**Problem to work on**
Below is a listing from which only part is wanted; return exactly the lines from the one with "if field.key &&" up to and including the one with "Some(p) => p.to_decimal().filter(|d|".

**Material for this exercise**
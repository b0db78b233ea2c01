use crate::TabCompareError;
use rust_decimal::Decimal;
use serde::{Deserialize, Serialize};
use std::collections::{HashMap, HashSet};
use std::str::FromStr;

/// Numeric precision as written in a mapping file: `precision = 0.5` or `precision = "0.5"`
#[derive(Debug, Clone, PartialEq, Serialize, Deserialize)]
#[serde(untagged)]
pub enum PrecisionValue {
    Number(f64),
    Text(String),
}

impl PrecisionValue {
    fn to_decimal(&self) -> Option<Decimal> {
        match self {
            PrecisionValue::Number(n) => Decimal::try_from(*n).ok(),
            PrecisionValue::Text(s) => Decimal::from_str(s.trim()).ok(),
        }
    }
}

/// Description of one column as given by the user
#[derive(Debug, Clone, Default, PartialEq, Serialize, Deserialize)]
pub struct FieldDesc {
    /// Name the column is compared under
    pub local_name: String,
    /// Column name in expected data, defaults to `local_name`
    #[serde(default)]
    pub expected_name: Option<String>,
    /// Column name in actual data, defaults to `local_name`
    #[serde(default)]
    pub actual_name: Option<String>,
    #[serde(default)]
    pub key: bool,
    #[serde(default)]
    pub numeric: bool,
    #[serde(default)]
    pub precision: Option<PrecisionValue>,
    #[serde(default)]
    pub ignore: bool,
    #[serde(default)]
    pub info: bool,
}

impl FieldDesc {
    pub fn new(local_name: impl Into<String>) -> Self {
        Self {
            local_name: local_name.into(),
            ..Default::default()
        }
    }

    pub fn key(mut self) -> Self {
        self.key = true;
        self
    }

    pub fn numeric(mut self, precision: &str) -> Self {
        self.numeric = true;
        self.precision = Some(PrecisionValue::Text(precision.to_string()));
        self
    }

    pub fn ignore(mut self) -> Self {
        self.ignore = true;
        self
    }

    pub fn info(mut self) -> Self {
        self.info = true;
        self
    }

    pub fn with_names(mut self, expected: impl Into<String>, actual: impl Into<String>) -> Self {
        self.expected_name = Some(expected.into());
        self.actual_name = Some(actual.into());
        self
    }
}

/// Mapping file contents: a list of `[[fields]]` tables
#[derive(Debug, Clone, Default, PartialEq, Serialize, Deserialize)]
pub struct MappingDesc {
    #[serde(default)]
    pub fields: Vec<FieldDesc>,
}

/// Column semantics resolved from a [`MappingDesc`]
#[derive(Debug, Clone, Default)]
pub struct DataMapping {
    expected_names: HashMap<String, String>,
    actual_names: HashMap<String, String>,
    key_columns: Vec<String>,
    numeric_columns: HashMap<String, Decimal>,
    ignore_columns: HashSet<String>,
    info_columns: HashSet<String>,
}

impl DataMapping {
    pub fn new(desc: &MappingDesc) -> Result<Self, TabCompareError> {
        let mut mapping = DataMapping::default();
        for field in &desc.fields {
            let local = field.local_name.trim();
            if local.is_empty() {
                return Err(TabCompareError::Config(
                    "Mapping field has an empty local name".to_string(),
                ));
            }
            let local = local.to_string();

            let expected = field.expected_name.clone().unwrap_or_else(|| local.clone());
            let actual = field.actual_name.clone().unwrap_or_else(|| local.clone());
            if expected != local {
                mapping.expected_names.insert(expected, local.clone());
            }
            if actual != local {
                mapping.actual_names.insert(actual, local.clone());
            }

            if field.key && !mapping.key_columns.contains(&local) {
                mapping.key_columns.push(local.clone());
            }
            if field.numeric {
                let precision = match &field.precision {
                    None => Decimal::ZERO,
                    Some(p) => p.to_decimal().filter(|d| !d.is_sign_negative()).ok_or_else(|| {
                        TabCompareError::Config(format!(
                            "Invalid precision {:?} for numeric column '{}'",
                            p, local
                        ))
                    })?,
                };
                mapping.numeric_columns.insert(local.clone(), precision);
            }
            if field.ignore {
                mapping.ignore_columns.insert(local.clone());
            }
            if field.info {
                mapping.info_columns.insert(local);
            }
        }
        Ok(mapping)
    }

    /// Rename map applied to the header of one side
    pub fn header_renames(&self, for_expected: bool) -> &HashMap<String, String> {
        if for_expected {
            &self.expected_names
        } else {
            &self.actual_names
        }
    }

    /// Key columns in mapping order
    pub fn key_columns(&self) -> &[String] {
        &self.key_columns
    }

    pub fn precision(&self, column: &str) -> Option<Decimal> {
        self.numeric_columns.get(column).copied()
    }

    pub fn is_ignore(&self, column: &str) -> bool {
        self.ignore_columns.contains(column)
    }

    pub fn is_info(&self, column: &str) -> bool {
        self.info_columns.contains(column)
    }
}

**Output of the exercise**
            if field.key && !mapping.key_columns.contains(&local) {
                mapping.key_columns.push(local.clone());
            }
            if field.numeric {
                let precision = match &field.precision {
                    None => Decimal::ZERO,
                    Some(p) => p.to_decimal().filter(|d| !d.is_sign_negative()).ok_or_else(|| {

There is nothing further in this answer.